De toute cette panoplie d’actions, l’opinion publique retient davantage le forcing et le chantage que les convertis de la 25ème heure exercent sur les pauvres citoyens. Tout est mis en œuvre pour donner mauvaise conscience aux électeurs et électrices qui traîneraient les pieds pour se convertir à la nouvelle religion des inscriptions sur les listes électorales. En cette année 2024, une nouvelle forme de terrorisme, de fanatisme et de radicalisme est en train de se mettre en place au Cameroun: haro sur les Camerounais qui ne veulent pas s’inscrire sur les listes électorales. Ils sont loin d’imaginer les châtiments, les sanctions et les supplices qui les attendent pour le « crime » commis, à savoir le refus de s’inscrire sur une liste électorale.
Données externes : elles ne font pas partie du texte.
//! Single-parameter relative-blur estimation problem.

use anyhow::{ensure, Result};
use blurcalib_core::Real;
use nalgebra::DVector;
use rayon::prelude::*;
use serde::{Deserialize, Serialize};

use crate::backend_lm::LmBackend;
use crate::factors::relative_blur::RelativeBlurFactor;
use crate::problem::{NllsProblem, NllsSolverBackend, SolveOptions, SolveReport};

/// Empirical initial κ seed for multifocus plenoptic cameras.
pub const KAPPA_INIT: Real = 0.688818;

/// Dense least-squares problem over the shared functor store.
///
/// The store is the single owned collection both the solver and the
/// diagnostic sweep read, so patches are extracted exactly once per
/// pair.
#[derive(Debug, Clone)]
pub struct RelativeBlurProblem {
    factors: Vec<RelativeBlurFactor>,
}

impl RelativeBlurProblem {
    /// Wrap the functor store, rejecting an empty one before the solver
    /// can be invoked on it.
    pub fn new(factors: Vec<RelativeBlurFactor>) -> Result<Self> {
        ensure!(
            !factors.is_empty(),
            "no cross-type observation pairs found: nothing to calibrate"
        );
        Ok(Self { factors })
    }

    pub fn factors(&self) -> &[RelativeBlurFactor] {
        &self.factors
    }

    pub fn num_factors(&self) -> usize {
        self.factors.len()
    }
}

impl NllsProblem for RelativeBlurProblem {
    fn num_params(&self) -> usize {
        1
    }

    fn num_residuals(&self) -> usize {
        self.factors.len()
    }

    fn residuals(&self, x: &DVector<Real>) -> DVector<Real> {
        let kappa = x[0];
        let rows: Vec<Real> = self.factors.par_iter().map(|f| f.evaluate(kappa)).collect();
        DVector::from_vec(rows)
    }
}

/// Estimate plus the backend's report.
#[derive(Debug, Clone, Serialize, Deserialize)]
pub struct KappaEstimate {
    pub kappa: Real,
    pub report: SolveReport,
}

/// Minimize the summed photometric cost over κ.
///
/// Iteration exhaustion is not an error here; inspect
/// [`SolveReport::termination`] to judge how trustworthy the estimate
/// is.
pub fn optimize_kappa(
    problem: &RelativeBlurProblem,
    initial_kappa: Real,
    opts: &SolveOptions,
) -> KappaEstimate {
    let backend = LmBackend;
    let x0 = DVector::from_element(1, initial_kappa);
    let (x_opt, report) = backend.solve(problem, x0, opts);
    KappaEstimate {
        kappa: x_opt[0],
        report,
    }
}
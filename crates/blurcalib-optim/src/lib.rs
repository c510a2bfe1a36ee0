//! Non-linear estimation of the blur proportionality coefficient κ.
//!
//! This crate hosts the photometric cost factor, pair enumeration and
//! role assignment, the single-parameter least-squares problem and its
//! Levenberg-Marquardt backend, and the diagnostic cost sweep. The
//! minimizer itself comes from the external `levenberg-marquardt` crate
//! and is consumed as a black box through [`NllsSolverBackend`].

pub mod backend_lm;
pub mod factors;
pub mod kappa;
pub mod pairing;
pub mod problem;
pub mod sweep;

pub use backend_lm::LmBackend;
pub use factors::relative_blur::RelativeBlurFactor;
pub use kappa::{optimize_kappa, KappaEstimate, RelativeBlurProblem, KAPPA_INIT};
pub use pairing::{build_factors, pair_cluster, ObservationPair};
pub use problem::{NllsProblem, NllsSolverBackend, SolveOptions, SolveReport, Termination};
pub use sweep::{sweep_cost_curve, CostSample, SweepRange};
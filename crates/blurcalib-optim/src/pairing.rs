//! Cross-type pair enumeration, role assignment and functor construction.

use std::collections::BTreeMap;

use anyhow::{ensure, Result};
use blurcalib_core::{
    GrayImage, Index, LensTypeModel, ObservationIndex, PatchSize, PointObservation, Real,
};
use rayon::prelude::*;

use crate::factors::relative_blur::RelativeBlurFactor;

/// A comparable pair: two captures of one scene feature through
/// micro-lenses of different focus type.
#[derive(Debug, Clone, Copy)]
pub struct ObservationPair {
    /// Blur target, the member with the larger |ρ|.
    pub reference: PointObservation,
    /// Sharper member, synthetically blurred toward the reference.
    pub defocused: PointObservation,
    /// Combined defocus magnitude `sqrt(|ρ₁² − ρ₂²|)`.
    pub rho_r: Real,
}

/// Enumerate every cross-type unordered pair in one cluster exactly once.
///
/// Upper-triangular enumeration guarantees the `n·(n−1)/2` count with no
/// reciprocal duplicates. Same-type pairs carry no relative-blur
/// information and are skipped without error.
pub fn pair_cluster(
    observations: &[PointObservation],
    model: &impl LensTypeModel,
) -> Vec<ObservationPair> {
    let mut pairs = Vec::new();
    for (i, &lhs) in observations.iter().enumerate() {
        for &rhs in &observations[i + 1..] {
            if model.lens_type(lhs.k, lhs.l) == model.lens_type(rhs.k, rhs.l) {
                continue;
            }
            let rho_r = (lhs.rho * lhs.rho - rhs.rho * rhs.rho).abs().sqrt();
            let (reference, defocused) = assign_roles(lhs, rhs);
            pairs.push(ObservationPair {
                reference,
                defocused,
                rho_r,
            });
        }
    }
    pairs
}

/// The larger |ρ| wins the reference role; ties go to the lower `(k, l)`
/// lattice coordinate so repeated runs agree.
fn assign_roles(
    lhs: PointObservation,
    rhs: PointObservation,
) -> (PointObservation, PointObservation) {
    let (la, ra) = (lhs.rho.abs(), rhs.rho.abs());
    if la > ra {
        (lhs, rhs)
    } else if ra > la {
        (rhs, lhs)
    } else if (lhs.k, lhs.l) <= (rhs.k, rhs.l) {
        (lhs, rhs)
    } else {
        (rhs, lhs)
    }
}

/// Build one photometric functor per comparable pair across all frames.
///
/// Each cluster depends only on its own observations and its frame's
/// image, so clusters run in parallel; the concatenated output order
/// stays deterministic.
pub fn build_factors(
    index: &ObservationIndex,
    frames: &BTreeMap<Index, GrayImage>,
    model: &(impl LensTypeModel + Sync),
    patch_size: PatchSize,
) -> Result<Vec<RelativeBlurFactor>> {
    for (frame, _) in index.frames() {
        ensure!(frames.contains_key(&frame), "no source image for frame {frame}");
    }

    let clusters: Vec<(&GrayImage, &[PointObservation])> = index
        .clusters()
        .map(|(frame, _cluster, obs)| (&frames[&frame], obs))
        .collect();

    let per_cluster: Vec<Vec<RelativeBlurFactor>> = clusters
        .par_iter()
        .map(|&(image, obs)| {
            pair_cluster(obs, model)
                .into_iter()
                .map(|pair| {
                    let reference =
                        image.extract_patch(pair.reference.u, pair.reference.v, patch_size);
                    let defocused =
                        image.extract_patch(pair.defocused.u, pair.defocused.v, patch_size);
                    RelativeBlurFactor::new(reference, defocused, pair.rho_r)
                })
                .collect()
        })
        .collect();

    Ok(per_cluster.into_iter().flatten().collect())
}

#[cfg(test)]
mod tests {
    use super::*;
    use blurcalib_core::HexLensLayout;

    fn ob(rho: f64, k: Index, l: Index) -> PointObservation {
        PointObservation {
            u: 10.0,
            v: 10.0,
            rho,
            frame: 0,
            cluster: 0,
            k,
            l,
        }
    }

    #[test]
    fn cross_type_pairs_are_enumerated_exactly_once() {
        // two lenses of type 0, two of type 1: four cross pairs, two skipped
        let observations = vec![ob(1.0, 0, 0), ob(2.0, 3, 0), ob(1.5, 1, 0), ob(0.5, 4, 0)];
        let layout = HexLensLayout::default();

        let pairs = pair_cluster(&observations, &layout);
        assert_eq!(pairs.len(), 4);
        for pair in &pairs {
            assert_ne!(
                layout.lens_type(pair.reference.k, pair.reference.l),
                layout.lens_type(pair.defocused.k, pair.defocused.l)
            );
        }
    }

    #[test]
    fn same_type_clusters_yield_nothing() {
        let observations = vec![ob(1.0, 0, 0), ob(2.0, 3, 0), ob(3.0, 6, 0)];
        let pairs = pair_cluster(&observations, &HexLensLayout::default());
        assert!(pairs.is_empty());
    }

    #[test]
    fn reference_has_the_larger_defocus_magnitude() {
        let observations = vec![ob(-2.5, 0, 0), ob(1.0, 1, 0), ob(0.5, 2, 0)];
        let pairs = pair_cluster(&observations, &HexLensLayout::default());
        assert!(!pairs.is_empty());

        for pair in &pairs {
            assert!(pair.reference.rho.abs() >= pair.defocused.rho.abs());
            let expected =
                (pair.reference.rho.powi(2) - pair.defocused.rho.powi(2)).abs().sqrt();
            assert!((pair.rho_r - expected).abs() < 1e-12);
            assert!(pair.rho_r >= 0.0);
        }
    }

    #[test]
    fn equal_magnitudes_break_ties_on_lattice_order() {
        let a = ob(1.0, 2, 0);
        let b = ob(-1.0, 1, 0);
        let pairs = pair_cluster(&[a, b], &HexLensLayout::default());
        assert_eq!(pairs.len(), 1);
        // (1, 0) < (2, 0), so b takes the reference role
        assert_eq!(pairs[0].reference.k, 1);
        assert_eq!(pairs[0].defocused.k, 2);
        assert!(pairs[0].rho_r < 1e-12);
    }

    #[test]
    fn build_factors_requires_an_image_per_frame() {
        let observations = vec![ob(1.0, 0, 0), ob(2.0, 1, 0)];
        let index = ObservationIndex::from_observations(&observations).unwrap();
        let frames = BTreeMap::new();

        let err = build_factors(
            &index,
            &frames,
            &HexLensLayout::default(),
            PatchSize::DEFAULT,
        )
        .unwrap_err();
        assert!(err.to_string().contains("no source image for frame 0"));
    }

    #[test]
    fn build_factors_extracts_one_functor_per_pair() {
        let observations = vec![ob(2.0, 0, 0), ob(1.0, 1, 0)];
        let index = ObservationIndex::from_observations(&observations).unwrap();

        let mut frames = BTreeMap::new();
        frames.insert(0, GrayImage::new(32, 32).unwrap());

        let factors = build_factors(
            &index,
            &frames,
            &HexLensLayout::default(),
            PatchSize::DEFAULT,
        )
        .unwrap();
        assert_eq!(factors.len(), 1);
        assert!((factors[0].rho_r() - 3.0_f64.sqrt()).abs() < 1e-12);
    }
}
//! Core data model for relative-blur calibration of multifocus plenoptic cameras.
//!
//! This crate contains:
//! - point observations and frame/cluster grouping ([`PointObservation`], [`ObservationIndex`]),
//! - grayscale frame images with sub-pixel patch extraction ([`GrayImage`], [`Patch`]),
//! - isotropic Gaussian blur on patches ([`gaussian_blur`]),
//! - micro-lens focus-type classification ([`LensTypeModel`], [`HexLensLayout`]).
//!
//! Feature detection, image loading and devignetting happen upstream; this
//! crate only organizes their outputs for the optimization layer.

pub mod blur;
pub mod image;
pub mod lens;
pub mod observation;

pub use blur::{gaussian_blur, gaussian_kernel};
pub use image::{GrayImage, ImageError, Patch, PatchSize};
pub use lens::{HexLensLayout, LensType, LensTypeModel};
pub use observation::{ClusterMap, Index, IndexError, ObservationIndex, PointObservation};

/// Scalar type used throughout the library (currently `f64`).
pub type Real = f64;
Faut-il être surpris par la tournure que prend l’opération cette année? Pas du tout! En 2025, tout le monde aspire à décrocher la lune. Le graal est à portée de main. Un petit geste suffit pour l’atteindre. Cela justifie tous les dérapages. Ceux qui installent la terreur pour obliger les citoyens à s’inscrire sont pourtant les mêmes qui ont voulu installer un candidat non élu à la présidence de la République. Les mêmes encore qui ont saccagé des ambassades du Cameroun à l’étranger. Les mêmes enfin qui organisent des raids ou des opérations de boycott pour empêcher des artistes « proches du régime » en place à Yaoundé de se produire en Europe ou aux États Unis. S’il y a lieu de se réjouir de l’unanimité et du consensus qui prévalent aujourd’hui au sein de la classe politique camerounaise sur la nécessité de s’inscrire sur les listes électorales, il convient néanmoins de s’interroger sur les méthodes utilisées par certains. Alors que le Rdpc met l’accent sur le devoir civique et la responsabilité citoyenne, d’autres ont recours à la manipulation, à l’intimidation, à la terreur et à la violence. Les citoyens-électeurs ne sont pas dupes.
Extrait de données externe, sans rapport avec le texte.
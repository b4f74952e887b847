//! Error types for the stream resolution pipeline

/// Result type alias for pipeline operations
pub type Result<T> = std::result::Result<T, Error>;

/// Errors raised while resolving streams.
///
/// Only the orchestrator sees these; it logs them and returns an empty
/// result list, so callers of [`crate::EightStream::get_streams`] never do.
#[derive(Debug, thiserror::Error)]
pub enum Error {
    /// Transport failure: DNS, connection, timeout or body read
    #[error("network error: {0}")]
    Network(#[from] reqwest::Error),

    /// Server answered with a non-success status
    #[error("HTTP {status} from {url}")]
    Status {
        status: reqwest::StatusCode,
        url: String,
    },

    /// Malformed JSON or manifest
    #[error("parse error: {0}")]
    Parse(String),

    /// Expected markup or script content was not found
    #[error("extraction failed: {0}")]
    Extraction(String),

    /// A parsed structure lacks a required key
    #[error("missing field `{0}`")]
    MissingField(&'static str),

    /// Season, episode or file selection miss
    #[error("not found: {0}")]
    NotFound(String),

    /// Malformed input
    #[error("validation failed: {0}")]
    Validation(String),
}

impl Error {
    pub fn parse(msg: impl Into<String>) -> Self {
        Self::Parse(msg.into())
    }

    pub fn extraction(msg: impl Into<String>) -> Self {
        Self::Extraction(msg.into())
    }

    pub fn not_found(msg: impl Into<String>) -> Self {
        Self::NotFound(msg.into())
    }

    pub fn validation(msg: impl Into<String>) -> Self {
        Self::Validation(msg.into())
    }

    /// True for transport and status failures.
    pub fn is_network(&self) -> bool {
        matches!(self, Self::Network(_) | Self::Status { .. })
    }
}

impl From<serde_json::Error> for Error {
    fn from(err: serde_json::Error) -> Self {
        Self::Parse(err.to_string())
    }
}

#[cfg(test)]
mod tests {
    use super::*;

    #[test]
    fn json_errors_become_parse_errors() {
        let err: Error = serde_json::from_str::<serde_json::Value>("{nope")
            .unwrap_err()
            .into();
        assert!(matches!(err, Error::Parse(_)));
        assert!(!err.is_network());
    }

    #[test]
    fn display_names_the_missing_field() {
        assert_eq!(Error::MissingField("key").to_string(), "missing field `key`");
    }
}
use std::time::Duration;

pub const DEFAULT_API_BASE: &str = "https://ftmoh345xme.com";
pub const DEFAULT_LOOKUP_BASE: &str = "https://api.themoviedb.org/3";
pub const DEFAULT_TIMEOUT_SECS: u64 = 15;
pub const USER_AGENT: &str = "Mozilla/5.0 (Windows NT 10.0; Win64; x64) AppleWebKit/537.36 (KHTML, like Gecko) Chrome/91.0.4472.124 Safari/537.36";

/// Environment variables checked, in order, for the forward proxy base URL.
pub const PROXY_ENV_VARS: [&str; 2] = ["EIGHTSTREAM_PROXY_URL", "PROXY_URL"];

/// Read-only configuration shared by every resolution call.
#[derive(Debug, Clone)]
pub struct Config {
    /// Provider site root, without trailing slash
    pub api_base: String,
    /// ID lookup API root, without trailing slash
    pub lookup_base: String,
    /// When set, every outbound URL is percent-encoded and appended to this
    pub proxy_url: Option<String>,
    pub timeout: Duration,
    pub user_agent: String,
}

impl Default for Config {
    fn default() -> Self {
        Self {
            api_base: DEFAULT_API_BASE.to_string(),
            lookup_base: DEFAULT_LOOKUP_BASE.to_string(),
            proxy_url: None,
            timeout: Duration::from_secs(DEFAULT_TIMEOUT_SECS),
            user_agent: USER_AGENT.to_string(),
        }
    }
}

impl Config {
    /// Defaults plus the proxy URL from the environment, if any.
    pub fn from_env() -> Self {
        Self::default().with_proxy(proxy_from_env())
    }

    pub fn with_api_base(mut self, api_base: impl Into<String>) -> Self {
        self.api_base = api_base.into().trim_end_matches('/').to_string();
        self
    }

    pub fn with_lookup_base(mut self, lookup_base: impl Into<String>) -> Self {
        self.lookup_base = lookup_base.into().trim_end_matches('/').to_string();
        self
    }

    pub fn with_proxy(mut self, proxy_url: Option<String>) -> Self {
        self.proxy_url = proxy_url.filter(|p| !p.trim().is_empty());
        self
    }

    pub fn with_timeout(mut self, timeout: Duration) -> Self {
        self.timeout = timeout;
        self
    }
}

/// First non-empty proxy variable from [`PROXY_ENV_VARS`].
pub fn proxy_from_env() -> Option<String> {
    PROXY_ENV_VARS
        .iter()
        .filter_map(|name| std::env::var(name).ok())
        .find(|value| !value.trim().is_empty())
}

#[cfg(test)]
mod tests {
    use super::*;

    #[test]
    fn builder_trims_trailing_slashes() {
        let config = Config::default()
            .with_api_base("http://localhost:1234/")
            .with_lookup_base("http://localhost:1234/3/");
        assert_eq!(config.api_base, "http://localhost:1234");
        assert_eq!(config.lookup_base, "http://localhost:1234/3");
        assert_eq!(config.timeout, Duration::from_secs(15));
    }

    #[test]
    fn blank_proxy_is_ignored() {
        let config = Config::default().with_proxy(Some("   ".into()));
        assert!(config.proxy_url.is_none());
    }
}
L’engouement et la mobilisation constatés depuis quelques mois en matière d’inscription sur les listes électorales sont certes salutaires, mais ils ne doivent pas faire oublier que la législation en vigueur au Cameroun ne fait pas du vote un acte obligatoire. Ce débat a commencé à la Rencontre Tripartite de 1991 et se poursuit depuis plusieurs années. Le législateur camerounais a préféré laisser sa liberté au citoyen en évitant de faire du vote une obligation légale. Cette option peut être discutable ou contestable mais tant qu’elle est en vigueur, elle doit être respectée et appliquée par tous. Des inscriptions au forceps sont assurément antinomiques des élections libres et transparentes que tous les acteurs politiques réclament à cor et à cri. Cherchez l’erreur!